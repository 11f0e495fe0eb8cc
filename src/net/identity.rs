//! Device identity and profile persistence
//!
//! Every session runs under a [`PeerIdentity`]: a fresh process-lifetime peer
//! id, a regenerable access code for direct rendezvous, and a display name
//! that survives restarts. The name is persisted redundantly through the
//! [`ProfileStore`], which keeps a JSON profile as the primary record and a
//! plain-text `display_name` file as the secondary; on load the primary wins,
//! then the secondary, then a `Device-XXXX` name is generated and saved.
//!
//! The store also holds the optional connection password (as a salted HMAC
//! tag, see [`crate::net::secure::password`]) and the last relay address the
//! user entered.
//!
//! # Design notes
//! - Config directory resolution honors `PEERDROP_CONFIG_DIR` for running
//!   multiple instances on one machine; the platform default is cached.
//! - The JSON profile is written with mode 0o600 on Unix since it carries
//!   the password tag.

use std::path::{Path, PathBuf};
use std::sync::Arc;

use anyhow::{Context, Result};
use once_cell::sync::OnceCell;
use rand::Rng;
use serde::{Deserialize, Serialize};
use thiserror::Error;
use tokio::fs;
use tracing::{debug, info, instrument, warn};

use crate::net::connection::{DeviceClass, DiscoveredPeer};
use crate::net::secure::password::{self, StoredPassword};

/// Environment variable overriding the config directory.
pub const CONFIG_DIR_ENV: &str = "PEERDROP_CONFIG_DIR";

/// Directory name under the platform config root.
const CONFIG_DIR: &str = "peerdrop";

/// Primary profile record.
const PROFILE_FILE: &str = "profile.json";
--- --- ---
Repeat the material exactly. Every line should match.

[Solution below]
repository 11f0e495fe0eb8cc
filename src/net/identity.rs
//! Device identity and profile persistence
//!
//! Every session runs under a [`PeerIdentity`]: a fresh process-lifetime peer
//! id, a regenerable access code for direct rendezvous, and a display name
//! that survives restarts. The name is persisted redundantly through the
//! [`ProfileStore`], which keeps a JSON profile as the primary record and a
//! plain-text `display_name` file as the secondary; on load the primary wins,
//! then the secondary, then a `Device-XXXX` name is generated and saved.
//!
//! The store also holds the optional connection password (as a salted HMAC
//! tag, see [`crate::net::secure::password`]) and the last relay address the
//! user entered.
//!
//! # Design notes
//! - Config directory resolution honors `PEERDROP_CONFIG_DIR` for running
//!   multiple instances on one machine; the platform default is cached.
//! - The JSON profile is written with mode 0o600 on Unix since it carries
//!   the password tag.

use std::path::{Path, PathBuf};
use std::sync::Arc;

use anyhow::{Context, Result};
use once_cell::sync::OnceCell;
use rand::Rng;
use serde::{Deserialize, Serialize};
use thiserror::Error;
use tokio::fs;
use tracing::{debug, info, instrument, warn};

use crate::net::connection::{DeviceClass, DiscoveredPeer};
use crate::net::secure::password::{self, StoredPassword};

/// Environment variable overriding the config directory.
pub const CONFIG_DIR_ENV: &str = "PEERDROP_CONFIG_DIR";

/// Directory name under the platform config root.
const CONFIG_DIR: &str = "peerdrop";

/// Primary profile record.
const PROFILE_FILE: &str = "profile.json";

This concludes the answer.